Get Your Hunting Bow Ready

The terms of engagement are straightforward for most modern archers: Whitetail bowhunting  involves elevated stands and close-quarter ground blinds. This needs no explanation because the advantages are self evident: Resulting shots are typically short-ranged (kind of the point), pressure-filled, and oftentimes somewhat contorted.

By Patrick Meitin

In no other archery pursuit is a hunt-specific bow so obviously indicated. Although a general bow will see you through whitetail season, the open-country speed rig (for, say, desert Coues whitetail) or a “big gun” setup (for elk or moose) simply don’t represent the best tools for the average whitetail hunter.

The Whitetail Bow
Short bows are often touted as ideal for whitetail hunting, but I disagree. Sure, they’re maneuverable, but short bows are also inherently unstable and more difficult to shoot.

Speed is also an industry obsession of late. There’s something about whitetail hunting that rattles my cage like no other game — bugling elk and Cape buffalo included. There’s something about going from complete inactivity — sometimes bored witless and borderline hypothermic — to “Oh My Gosh!” in a blink of an eye. This is what makes bow shots at whitetails more challenging than meets the eye.

Because of runaway nerves, stiff muscles and that inevitable surprise factor, I seek forgiveness and silky smoothness in a whitetail rig. Today’s shortest and fastest bows simply don’t provide that clemency.

A bow’s length is relative to draw length and brace height. Those with shorter draw lengths won’t experience the same amount of torque a shooter with longer draw length will experience.
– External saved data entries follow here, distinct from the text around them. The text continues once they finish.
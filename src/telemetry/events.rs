//! Core telemetry event types describing diagnostics data exposed to the
//! CLI and to presentation-layer subscribers.

use serde::{Deserialize, Serialize};

use crate::audio::Channel;
use crate::director::AppState;

/// High-level session lifecycle stages.
#[derive(Debug, Clone, Copy, Serialize, Deserialize, PartialEq, Eq)]
#[serde(rename_all = "snake_case")]
pub enum LifecyclePhase {
    SessionStarted,
    ShutdownRequested,
    TasksCancelled,
    AudioReleased,
    PersistenceDrained,
}

/// How a playback request ended.
#[derive(Debug, Clone, Copy, Serialize, Deserialize, PartialEq, Eq)]
#[serde(rename_all = "snake_case")]
pub enum PlaybackResult {
    Success,
    Cancelled,
    Failed,
}

/// Diagnostic anomaly codes surfaced via telemetry.
#[derive(Debug, Clone, Copy, Serialize, Deserialize, PartialEq, Eq)]
#[serde(rename_all = "snake_case")]
pub enum Anomaly {
    /// `duck(false)` with the counter already at zero
    UnbalancedUnduck,
    /// Tutor narration outlived its watchdog
    TutorTimeout,
    /// Component cleanup exceeded its shutdown budget
    ShutdownTimeout,
}

/// Metric events covering transitions, playback, persistence and task health.
#[derive(Debug, Clone, Serialize, Deserialize, PartialEq)]
#[serde(tag = "type", content = "payload", rename_all = "snake_case")]
pub enum MetricEvent {
    StateTransition {
        from: AppState,
        to: AppState,
    },
    Playback {
        channel: Channel,
        request_id: u64,
        result: PlaybackResult,
    },
    Ducking {
        level: u32,
        ducked: bool,
    },
    PersistenceRetry {
        attempt: u32,
        delay_ms: u64,
    },
    PersistenceFailure {
        code: i32,
        message: String,
    },
    BackgroundTaskFailure {
        task: String,
        code: i32,
        message: String,
    },
    Lifecycle {
        phase: LifecyclePhase,
        timestamp_ms: u64,
    },
    Anomaly {
        code: Anomaly,
        context: String,
    },
}
// Background task failure types

use crate::error::ErrorCode;
use log::error;
use std::fmt;

/// Task failure code constants
///
/// Error code range: 5001-5009
pub struct TaskErrorCodes {}

impl TaskErrorCodes {
    /// Operation returned an error
    pub const FAILED: i32 = 5001;

    /// Operation panicked
    pub const PANICKED: i32 = 5002;

    /// Operation ignored cooperative cancellation past the shutdown deadline
    pub const ABANDONED: i32 = 5003;
}

/// Log a background task failure
pub fn log_task_failure(err: &BackgroundTaskFailure, context: &str) {
    error!(
        "Background task failure in {}: code={}, component=TaskSupervisor, message={}",
        context,
        err.code(),
        err.message()
    );
}

/// Failure captured by the task supervisor
#[derive(Debug, Clone, PartialEq, Eq)]
pub enum BackgroundTaskFailure {
    Failed { task: String, reason: String },
    Panicked { task: String, reason: String },
    Abandoned { task: String },
}

impl BackgroundTaskFailure {
    pub fn task(&self) -> &str {
        match self {
            BackgroundTaskFailure::Failed { task, .. }
            | BackgroundTaskFailure::Panicked { task, .. }
            | BackgroundTaskFailure::Abandoned { task } => task,
        }
    }
}

impl ErrorCode for BackgroundTaskFailure {
    fn code(&self) -> i32 {
        match self {
            BackgroundTaskFailure::Failed { .. } => TaskErrorCodes::FAILED,
            BackgroundTaskFailure::Panicked { .. } => TaskErrorCodes::PANICKED,
            BackgroundTaskFailure::Abandoned { .. } => TaskErrorCodes::ABANDONED,
        }
    }

    fn message(&self) -> String {
        match self {
            BackgroundTaskFailure::Failed { task, reason } => {
                format!("Task '{}' failed: {}", task, reason)
            }
            BackgroundTaskFailure::Panicked { task, reason } => {
                format!("Task '{}' panicked: {}", task, reason)
            }
            BackgroundTaskFailure::Abandoned { task } => {
                format!("Task '{}' did not settle before the shutdown deadline", task)
            }
        }
    }
}

impl fmt::Display for BackgroundTaskFailure {
    fn fmt(&self, f: &mut fmt::Formatter<'_>) -> fmt::Result {
        write!(
            f,
            "BackgroundTaskFailure (code {}): {}",
            self.code(),
            self.message()
        )
    }
}

impl std::error::Error for BackgroundTaskFailure {}

#[cfg(test)]
mod tests {
    use super::*;

    #[test]
    fn test_task_name_accessor() {
        let failure = BackgroundTaskFailure::Abandoned {
            task: "intro".to_string(),
        };
        assert_eq!(failure.task(), "intro");
        assert_eq!(failure.code(), TaskErrorCodes::ABANDONED);
    }
}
Brace height is directly related to forgiveness. The longer the brace, the less time arrows spend on the string, allowing less time to introduce human error, especially following a sloppy, tension-filled release at a trophy buck. Short brace heights accompany fast bow designs, but they are also associated with radical cams that draw roughly. In regard to pure length, middle-ground bow lengths of 35 to 36 inches are a great compromise between maneuverability and stability, although I don’t feel handicapped when wielding 38- to 40-inch models because they offer even more stability.

When it’s cold and nerves are red-lined, I want a smooth-drawing bow to assure automatic shootability with no distractions. I also drop my normal 70-pound summer draw weight down to about 60 to 65 pounds.

Whitetail Sights
Choosing the ideal bow sight for whitetail hunting can be summed up in two words: KISS and bright. In other words, keep it simple and make it as bright as possible.

Shot opportunities are often quick and fleeting: the cruising deer passing at a deliberate march, or the rutting buck dogging a hot doe. In that brief moment of truth, you don’t want confusion via too many pins (most of which you’ll never use while hunting anyway).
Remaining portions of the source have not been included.